Pero, ¿qué hay de las situaciones difíciles, en las que la persona muriendo está divorciada o separada? ¿Y qué de las familias enemistadas, padres abandonados y relaciones rotas? ¿Podemos encontrar paz aquí también, aun cuando la reconciliación parezca imposible? Pienso que sí podemos, pero —repito— tiene que comenzar con el perdón. Al igual que las personas que están muriendo necesitan perdonar, puede ser que también necesiten ser perdonadas —y al perdonarlas, les permitimos irse.
Charles Williams es el antiguo jefe de policía de un pequeño poblado. Lo conozco desde hace años. A menudo me acompaña a las escuelas públicas para hablar acerca de la no violencia y el perdón, y cómo estos pueden resolver muchos de nuestros problemas interpersonales.
Pero él mismo no siempre pensaba así. De hecho, la única razón por la que escuchó mi programa fue porque se encontraba en sus funciones de agente del orden público durante una presentación que hice en la escuela superior del municipio. Pero gradualmente la idea del perdón surtió efecto en su corazón y ahora narra su historia casi semanalmente, con la esperanza de cambiar otras vidas.
Charles creció en un hogar de alcohólicos. Según él lo narra, su mamá no se tomaba un trago de vez en cuando, sino que su trabajo era beber. De niño quedó traumatizado al presenciar las peleas entre sus padres. Un imagen en particular que tiene grabada en la mente es de su padre sujetando el abrigo de su madre y ella en lucha por liberarse y salir corriendo de la casa gritando: «¡Detengan el mundo; me quiero bajar!». Recuerda estar sentado a la mesa, tratando de ser «un niño bueno» y comerse la cena mientras las lágrimas corrían por las mejillas, presenciando esa escena que se repetía casi a diario. Bajaba las escaleras por las mañanas y la encontraba a ella inconsciente en el sofá. Veía las quemaduras de cigarrillo en la alfombra y pensaba lo poco que había faltado para que se quemara la casa.
Al mirar hacia atrás, Charles se da cuenta que durante treinta años había albergado un gran odio hacia su madre, un odio que afectó todas las áreas de su vida y causó que tomara decisiones muy malas. Se desesperó tanto que cuando le entregaron su arma al graduarse de la academia de Policía, seriamente consideró suicidarse.
Después de hablar más conmigo acerca del poder del perdón, Charles visitó a su mamá en el hogar de su niñez. Se sentó frente a ella en la misma mesa que había sido la escena de tantas malas memorias, y la perdonó. Charles recuerda: «Fue como si el peso de una mochila grande que llevaba cargando durante años se cayó de mis hombros. En ese instante mi madre cambió de ser el dragón que chisporroteaba fuego por la boca, que recordaba de mi niñez, y se convirtió en la mujer anciana, débil y enferma, que era —la madre que nunca tuve».
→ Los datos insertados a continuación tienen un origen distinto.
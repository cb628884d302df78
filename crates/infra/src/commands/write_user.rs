//! User write path: validate → persist → commit → publish → log.
//!
//! The event is published strictly after the store commits. A crash between
//! commit and publish loses the event; there is no outbox. Publish failures
//! never reach the caller (see `EventPublisher`).

use std::sync::Arc;

use thiserror::Error;
use tracing::debug;

use userhub_core::{DomainError, NewUser, RawUserTypeId, UserId};
use userhub_events::{BusConnector, EventPayload, EventPublisher, UserSnapshot};

use crate::storage::{StorageError, UserStore};

/// Error returned by `UserWriter`.
#[derive(Debug, Error)]
pub enum WriteError {
    /// Caller input was rejected before touching the store.
    #[error(transparent)]
    InvalidArgument(#[from] DomainError),

    /// The store failed; the transaction was rolled back.
    #[error(transparent)]
    Storage(#[from] StorageError),
}

/// Persists and deletes users, emitting lifecycle events after commit.
///
/// The publisher is injected and shared; its lifecycle (construction at
/// startup, `close()` at shutdown) belongs to the caller.
#[derive(Debug)]
pub struct UserWriter<S, C: BusConnector> {
    store: S,
    publisher: Arc<EventPublisher<C>>,
}

impl<S, C: BusConnector> UserWriter<S, C> {
    pub fn new(store: S, publisher: Arc<EventPublisher<C>>) -> Self {
        Self { store, publisher }
    }
}

impl<S, C> UserWriter<S, C>
where
    S: UserStore,
    C: BusConnector,
{
    /// Insert a user and publish `UserCreated`. Returns the generated id.
    ///
    /// `user_type_id` defaults to 1 when absent; it must coerce to a positive
    /// integer. Whether the type exists is left to the store's foreign key.
    pub async fn add(
        &self,
        name: &str,
        email: &str,
        user_type_id: Option<RawUserTypeId>,
    ) -> Result<UserId, WriteError> {
        let new_user = NewUser::try_new(name, email, user_type_id)?;

        let user = self.store.insert(new_user).await?;

        let outcome = self
            .publisher
            .publish(&EventPayload::created(UserSnapshot::from(&user)))
            .await;
        debug!(user_id = %user.id, outcome = ?outcome, "user created");

        Ok(user.id)
    }

    /// Delete a user and publish `UserDeleted`.
    ///
    /// Returns the number of rows affected: 0 when the user did not exist
    /// (no event is emitted), 1 otherwise.
    pub async fn delete(&self, user_id: UserId) -> Result<u64, WriteError> {
        let Some(deleted) = self.store.delete(user_id).await? else {
            return Ok(0);
        };

        let outcome = self
            .publisher
            .publish(&EventPayload::deleted(UserSnapshot::from(&deleted)))
            .await;
        debug!(user_id = %user_id, outcome = ?outcome, "user deleted");

        Ok(1)
    }
}

#[cfg(test)]
mod tests {
    use super::*;
    use crate::storage::InMemoryUserStore;
    use userhub_events::{InMemoryConnector, InMemoryEventBus, PublisherConfig};

    fn writer_with_bus() -> (
        UserWriter<Arc<InMemoryUserStore>, InMemoryConnector>,
        Arc<InMemoryUserStore>,
        Arc<InMemoryEventBus>,
    ) {
        let store = Arc::new(InMemoryUserStore::new());
        let bus = Arc::new(InMemoryEventBus::new());
        let publisher = Arc::new(EventPublisher::new(
            PublisherConfig::new("mem://bus", "users"),
            InMemoryConnector::new(bus.clone()),
        ));
        (UserWriter::new(store.clone(), publisher), store, bus)
    }

    #[tokio::test]
    async fn add_rejects_invalid_input_without_touching_store() {
        let (writer, store, bus) = writer_with_bus();

        for (name, email, type_id) in [
            ("", "x@y.com", 1i64),
            ("x", "", 1),
            ("x", "y@z.com", 0),
            ("x", "y@z.com", -5),
        ] {
            let err = writer.add(name, email, Some(type_id.into())).await.unwrap_err();
            assert!(matches!(err, WriteError::InvalidArgument(DomainError::InvalidArgument(_))));
        }

        assert_eq!(store.user_count(), 0);
        assert!(bus.published().is_empty());
    }

    #[tokio::test]
    async fn add_rejects_non_numeric_user_type() {
        let (writer, _store, _bus) = writer_with_bus();
        let err = writer.add("x", "y@z.com", Some("admin".into())).await.unwrap_err();
        assert!(matches!(err, WriteError::InvalidArgument(_)));
    }

    #[tokio::test]
    async fn add_emits_one_created_event_matching_the_id() {
        let (writer, _store, bus) = writer_with_bus();

        let id = writer.add("Ada", "ada@example.com", None).await.unwrap();

        let published = bus.published();
        assert_eq!(published.len(), 1);
        let message = &published[0].message;
        assert_eq!(message["event"], "UserCreated");
        assert_eq!(message["id"], id.as_i64());
        assert_eq!(message["user_type_id"], 1);
        assert!(message.get("deletion_date").is_none());
    }

    #[tokio::test]
    async fn storage_error_propagates_and_emits_nothing() {
        let (writer, store, bus) = writer_with_bus();
        store.set_unavailable(true);

        let err = writer.add("Ada", "ada@example.com", None).await.unwrap_err();
        assert!(matches!(err, WriteError::Storage(StorageError::Unavailable(_))));
        assert!(bus.published().is_empty());
    }

    #[tokio::test]
    async fn unknown_user_type_is_rejected_by_the_store() {
        let (writer, _store, bus) = writer_with_bus();

        let err = writer.add("Ada", "ada@example.com", Some(42i64.into())).await.unwrap_err();
        assert!(matches!(err, WriteError::Storage(StorageError::ForeignKeyViolation(_))));
        assert!(bus.published().is_empty());
    }

    #[tokio::test]
    async fn delete_existing_emits_snapshot_with_deletion_date() {
        let (writer, _store, bus) = writer_with_bus();
        let id = writer.add("Ada", "ada@example.com", Some(2i64.into())).await.unwrap();

        assert_eq!(writer.delete(id).await.unwrap(), 1);

        let published = bus.published();
        assert_eq!(published.len(), 2);
        let message = &published[1].message;
        assert_eq!(message["event"], "UserDeleted");
        assert_eq!(message["id"], id.as_i64());
        assert_eq!(message["name"], "Ada");
        assert_eq!(message["email"], "ada@example.com");
        assert_eq!(message["user_type_id"], 2);
        assert!(message["deletion_date"].is_string());
    }

    #[tokio::test]
    async fn delete_missing_returns_zero_and_emits_nothing() {
        let (writer, _store, bus) = writer_with_bus();
        assert_eq!(writer.delete(UserId::from(404)).await.unwrap(), 0);
        assert!(bus.published().is_empty());
    }

    #[tokio::test]
    async fn writes_succeed_when_bus_refuses_connections() {
        let store = Arc::new(InMemoryUserStore::new());
        let publisher = Arc::new(EventPublisher::new(
            PublisherConfig::new("mem://bus", "users"),
            InMemoryConnector::refusing(),
        ));
        let writer = UserWriter::new(store.clone(), publisher);

        let id = writer.add("Ada", "ada@example.com", None).await.unwrap();
        assert_eq!(writer.delete(id).await.unwrap(), 1);
    }

    #[tokio::test]
    async fn writes_succeed_when_sends_fail() {
        let (writer, _store, bus) = writer_with_bus();
        bus.set_fail_sends(true);

        let id = writer.add("Ada", "ada@example.com", None).await.unwrap();
        assert_eq!(writer.delete(id).await.unwrap(), 1);
        assert!(bus.published().is_empty());
    }
}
Pocos años más tarde Charles se sentaba junto a su lecho en el hospital, en sus últimas horas, y le contó de nuevo de su amor y perdón. Aunque ella llevaba días sin moverse, puso su mano sobre la de él, consolándolo con su amor de madre.
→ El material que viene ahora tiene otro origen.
//! Tracing/logging initialization.

use tracing_subscriber::EnvFilter;

/// Default filter when `RUST_LOG` is unset.
pub const DEFAULT_FILTER: &str = "info";

/// Initialize tracing/logging for the process.
///
/// Safe to call multiple times (subsequent calls are no-ops).
pub fn init() {
    let filter = EnvFilter::try_from_default_env()
        .unwrap_or_else(|_| EnvFilter::new(DEFAULT_FILTER));

    // JSON logs + timestamps, configurable via RUST_LOG.
    let _ = tracing_subscriber::fmt()
        .with_env_filter(filter)
        .json()
        .with_timer(tracing_subscriber::fmt::time::SystemTime)
        .with_target(false)
        .try_init();
}
//! Infrastructure event bus implementations.
//!
//! The bus abstraction and the publisher live in `userhub-events` as pure
//! mechanics. This module provides broker-backed implementations.

#[cfg(feature = "redis")]
pub mod redis_pubsub;

#[cfg(feature = "redis")]
pub use redis_pubsub::{RedisConnector, RedisPubSubBus};
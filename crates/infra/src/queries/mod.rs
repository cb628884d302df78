//! Read-side operations.

pub mod read_user;

pub use read_user::UserReader;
«Si no la hubiera perdonado, jamás hubiera podido experimentar eso», me dijo Charles. «Nunca es el momento equivocado para hacer lo correcto. No desperdicies años albergando rencores, enojo y odio, como hice yo. Escucha la voz quieta de la conciencia y perdona, aunque sea lo que menos quieras hacer».
Este artículo está extraído del capítulo “Encontrar paz” del libro La riqueza de los años.